Thanks to an assessment released in the spring of 2017, interested vendors have proposed possible testing and solutions. And Riverwalk Commissioners say they’re taking a pause to evaluate all options. (Oct. 2017)
UPDATE, March 30, 2018 / Fast forward to March 26, 2018. That’s when scaffolding started going up, up, up daily and will continue through the first week in April to complete the assessment for future care and maintenance by taking additional samples from the concrete structure. Results of the Addendum #1 Naperville Riverwalk Moser Tower Assessment are expected to be reported to the Riverwalk Commission this summer for careful review, consideration and future recommendation.
As we keystroke this update on March 30 with the Carillon performance schedule provided by Tim Sleep, we’re mindful that today is National Pencil Day. Write it down. Get the point that fair and free markets activate successful economies. Remember National Pencil Day every March 30 by reading the essay called “I, Pencil.”
Think big, but focus on local connections whenever possible. Local matters most.
UPDATE, April 10, 2019 / For the past year, members of the Riverwalk Commission have been focused on the addendum for the Moser Tower Assessment.
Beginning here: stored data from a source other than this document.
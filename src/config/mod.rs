// Configuration management module
// Handles the TOML configuration file under the solution-memory data directory

pub mod interactive;
pub mod settings;


pub use interactive::{run_interactive_config, show_config};
pub use settings::{Config, ConfigError, OllamaConfig, SearchConfig};

/// Environment variable overriding the data directory location
pub const DATA_DIR_ENV: &str = "SOLUTION_MEMORY_PATH";

/// Get the data directory holding the config file and both stores
#[inline]
pub fn get_data_dir() -> Result<std::path::PathBuf, ConfigError> {
    if let Some(dir) = std::env::var_os(DATA_DIR_ENV) {
        return Ok(std::path::PathBuf::from(dir));
    }

    dirs::home_dir()
        .map(|home| home.join(".solution-memory"))
        .ok_or(ConfigError::DirectoryError)
}
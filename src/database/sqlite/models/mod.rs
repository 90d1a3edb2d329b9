
use chrono::{DateTime, Utc};
use serde::{Deserialize, Serialize};
use uuid::Uuid;

use crate::taxonomy::TagCategory;

/// A stored problem/solution record
#[derive(Debug, Clone, PartialEq, Eq, Serialize, Deserialize)]
pub struct Solution {
    pub id: String,
    pub title: String,
    pub problem: String,
    pub solution: String,
    pub root_cause: Option<String>,
    pub error_messages: Vec<String>,
    pub tags: Vec<String>,
    pub project_name: Option<String>,
    pub created_at: DateTime<Utc>,
    pub updated_at: DateTime<Utc>,
}

/// Input for creating a new record. The id and timestamps are assigned at
/// creation and never change afterwards.
#[derive(Debug, Clone, PartialEq, Eq, Serialize, Deserialize, Default)]
pub struct NewSolution {
    pub title: String,
    pub problem: String,
    pub solution: String,
    pub root_cause: Option<String>,
    pub error_messages: Vec<String>,
    pub tags: Vec<String>,
    pub project_name: Option<String>,
}

impl Solution {
    #[inline]
    pub fn create(new: NewSolution) -> Self {
        let now = Utc::now();
        Self {
            id: Uuid::new_v4().to_string(),
            title: new.title,
            problem: new.problem,
            solution: new.solution,
            root_cause: new.root_cause,
            error_messages: new.error_messages,
            tags: new.tags,
            project_name: new.project_name,
            created_at: now,
            updated_at: now,
        }
    }
}

/// A tag together with the number of records carrying it
#[derive(Debug, Clone, PartialEq, Eq, Serialize, Deserialize, sqlx::FromRow)]
pub struct TagWithCount {
    pub name: String,
    pub category: TagCategory,
    pub count: i64,
}

/// Lightweight view of a record returned from search, with per-index scores
/// and the fused relevance
#[derive(Debug, Clone, PartialEq, Serialize, Deserialize)]
pub struct SolutionSummary {
    pub id: String,
    pub title: String,
    pub problem: String,
    pub relevance: f64,
    pub semantic_score: f64,
    pub keyword_score: f64,
    pub project_name: Option<String>,
    pub created_at: DateTime<Utc>,
    pub tags: Vec<String>,
}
During the March 2019 meeting, City of Naperville Director of Transportation/ Engineering/Development Bill Novack (who serves as the City staff member on the Riverwalk Commission) stated that the report was distributed on March 2, 2019, via the Planning, Design & Construction Committee (PDC). The committee considered the information for its April PDC meeting, ultimately prepared to discuss their thoughts with a goal for the full Riverwalk Commission to come to consensus on a recommendation when final cost projections are complete. (Options under consideration are to repair all at once, repair in stages over multiple years, repair/enclose lower half of tower to protect elevator, or decommission. Proposed repairs now have been estimated to cost between $1.3 million and $2.4 million, less than originally estimated.)
Under the leadership of Riverwalk Commission Chairman Geoff Roehll, the Riverwalk Commissioners plan to take action on their recommendation in May that will be presented to the City Council, likely in June 2019. The final determination regarding the next steps for Moser Tower will be made by the Naperville City Council.
UPDATE, April 11, 2019 / Daily Herald “Panel offers early support for repairing Naperville’s Moser Tower”
Timeline for recommendations has been moved until early 2020. Stay tuned.
2018 March Madness connection…
And wouldn’t you know? On the Road to the Final Four NCAA Basketball Tournament in 2018, many fans noted a Naperville connection from the Moser Tower to 2018 March Madness. Loyola Coach Porter Moser originally hails from Naperville and he’s the nephew of Margaret and Harold Moser, the Naperville benefactors after whom Moser Tower is named.